Y es que, por desgracia, los puntos «calientes» que traza PredPol en las pantallas suelen dibujar, en la mayoría de las ciudades, un mapa preciso de la pobreza. Si lo pensamos, tiene sentido. Las personas pobres y sin hogar suelen mear siempre en la misma calle, dormir siempre en el mismo banco y esparcir sus escasas pertenencias en el mismo parque, por lo que cometerán pequeñas pero frecuentes infracciones del orden público (casi) siempre en la misma zona geográfica. Cuantos más policías enviemos a esas zonas, más delitos prevendremos.

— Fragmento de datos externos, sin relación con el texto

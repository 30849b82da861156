use std::io::{self, BufRead, Write};
use std::path::PathBuf;
use std::sync::Arc;

use anyhow::{Context, Result};
use clap::{Parser, Subcommand};
use tracing::info;

use tvpick::candidates::{import, SqlitePool};
use tvpick::session::{spawn_sweeper, MemorySessionStore};
use tvpick::{Conversation, RankRequest, Settings};

#[derive(Parser)]
#[command(name = "tvpick", about = "Conversational TV recommendations")]
struct Cli {
    /// Settings file (defaults to <data_dir>/tvpick/settings.toml)
    #[arg(long, global = true)]
    config: Option<PathBuf>,
    /// Candidate database (overrides settings and TVPICK_DB)
    #[arg(long, global = true)]
    db: Option<PathBuf>,
    #[command(subcommand)]
    cmd: Cmd,
}

#[derive(Subcommand)]
enum Cmd {
    /// Answer four questions on stdin and get a Top-3 + 2 recommendation
    Chat {
        /// Session id (any string)
        #[arg(long, default_value = "cli")]
        session: String,
    },
    /// Rank candidates for a size and scene without the conversation
    Rank {
        #[arg(long)]
        size: u32,
        /// Score profile: movie, ps5, bright, sport or newest
        #[arg(long)]
        scene: String,
        #[arg(long)]
        brand: Option<String>,
        /// Budget ceiling in RMB
        #[arg(long)]
        budget: Option<u32>,
        /// Launch year ranked first
        #[arg(long)]
        prefer_year: Option<i32>,
        #[arg(long, default_value = "10")]
        top: usize,
        /// Print JSON instead of text
        #[arg(long)]
        json: bool,
    },
    /// List the raw candidate pool, newest first
    Candidates {
        #[arg(long)]
        size: u32,
        #[arg(long)]
        brand: Option<String>,
        #[arg(long)]
        budget: Option<u32>,
        #[arg(short = 'n', long, default_value = "20")]
        limit: usize,
        #[arg(long)]
        json: bool,
    },
    /// Load a JSON array of candidates into the database
    Import {
        file: PathBuf,
    },
}

fn main() -> Result<()> {
    tvpick::init_tracing();
    let cli = Cli::parse();

    let mut settings = Settings::load(cli.config.as_deref())?;
    if let Some(db) = cli.db {
        settings.db_path = Some(db);
    }

    match cli.cmd {
        Cmd::Import { file } => {
            let pool = settings.open_pool()?;
            let candidates = import::load_json_file(&file)?;
            let written = pool.upsert(&candidates)?;
            println!(
                "Imported {} candidates ({} total in database)",
                written,
                pool.count()?
            );
        }
        Cmd::Chat { session } => run_chat(&settings, &session)?,
        Cmd::Rank {
            size,
            scene,
            brand,
            budget,
            prefer_year,
            top,
            json,
        } => {
            let chat = service(&settings, MemorySessionStore::new(settings.session_ttl()))?;
            let rows = chat.rank(&RankRequest {
                size,
                scene,
                brand,
                budget,
                preferred_year: prefer_year,
                top,
            })?;
            if json {
                println!("{}", serde_json::to_string_pretty(&rows)?);
            } else if rows.is_empty() {
                println!("No candidates match.");
            } else {
                for r in rows {
                    println!(
                        "{:>2}. {} {} | {}寸 | {} | {} | score {:.3}",
                        r.rank,
                        r.brand,
                        r.model,
                        r.size_inch,
                        r.price.map_or("￥?".to_string(), |p| format!("￥{}", p)),
                        r.launch.map_or("未知".to_string(), |l| l.to_string()),
                        r.score
                    );
                }
            }
        }
        Cmd::Candidates {
            size,
            brand,
            budget,
            limit,
            json,
        } => {
            let chat = service(&settings, MemorySessionStore::new(settings.session_ttl()))?;
            let preview = chat.preview(size, brand.as_deref(), budget, limit)?;
            if json {
                println!("{}", serde_json::to_string_pretty(&preview)?);
            } else {
                println!("{} candidates", preview.total);
                for c in preview.candidates {
                    println!(
                        "- {} {} | {}寸 | {} | {}",
                        c.brand,
                        c.model,
                        c.size_inch,
                        c.valid_price()
                            .map_or("￥?".to_string(), |p| format!("￥{}", p)),
                        c.launch.map_or("未知".to_string(), |l| l.to_string())
                    );
                }
            }
        }
    }

    Ok(())
}

fn service<S: tvpick::session::SessionStore>(
    settings: &Settings,
    store: S,
) -> Result<Conversation<S, SqlitePool>> {
    let pool = settings.open_pool()?;
    Ok(Conversation::new(
        store,
        pool,
        settings.scoring_engine()?,
        settings.selection_engine(),
    ))
}

fn run_chat(settings: &Settings, session: &str) -> Result<()> {
    let runtime = tokio::runtime::Runtime::new().context("Failed to start tokio runtime")?;
    let _guard = runtime.enter();

    let store = Arc::new(MemorySessionStore::new(settings.session_ttl()));
    let sweeper = spawn_sweeper(Arc::clone(&store), settings.sweep_interval());
    let chat = service(settings, store)?;
    info!("Chat session {} started", session);

    println!("{}", tvpick::conversation::collector::first_prompt());
    println!("（随时输入“重置”重新开始，“更多”查看上次结果的详细分析，“对比”比较前两名，“exit”退出；一句话可同时回答多个问题，如“75寸 预算13000 打游戏”）");

    let stdin = io::stdin();
    let mut out = io::stdout();
    for line in stdin.lock().lines() {
        let line = line?;
        if matches!(line.trim(), "exit" | "quit" | "退出") {
            break;
        }
        match chat.handle(session, &line) {
            Ok(turn) => println!("{}", turn.reply),
            Err(e) => println!("⚠️ {}（请重新发送上一条回答）", e),
        }
        println!();
        out.flush()?;
    }

    sweeper.abort();
    Ok(())
}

Como ocurre con PredPol, el libro de O’Neil tiene una gran virtud y un gran problema. La virtud es que, en su doble condición de experta académica y empleada de un fondo de inversión, O’Neil ofrece un mapa completo y bien documentado de las tendencias y los peligros que se esconden en el lado oscuro de esa industria que no para de crecer que es el big data.
Reflexiones Finales
A lo largo de la vida, desde la cuna hasta la tumba, nos enfrentamos a desafíos y oportunidades que moldean nuestra existencia. El Estado de Bienestar, el auge del big data y las armas de destrucción matemática son solo algunos de los factores que influyen en nuestro camino. Es crucial analizar críticamente estas fuerzas y buscar soluciones que promuevan la libertad individual, la justicia social y el bienestar general.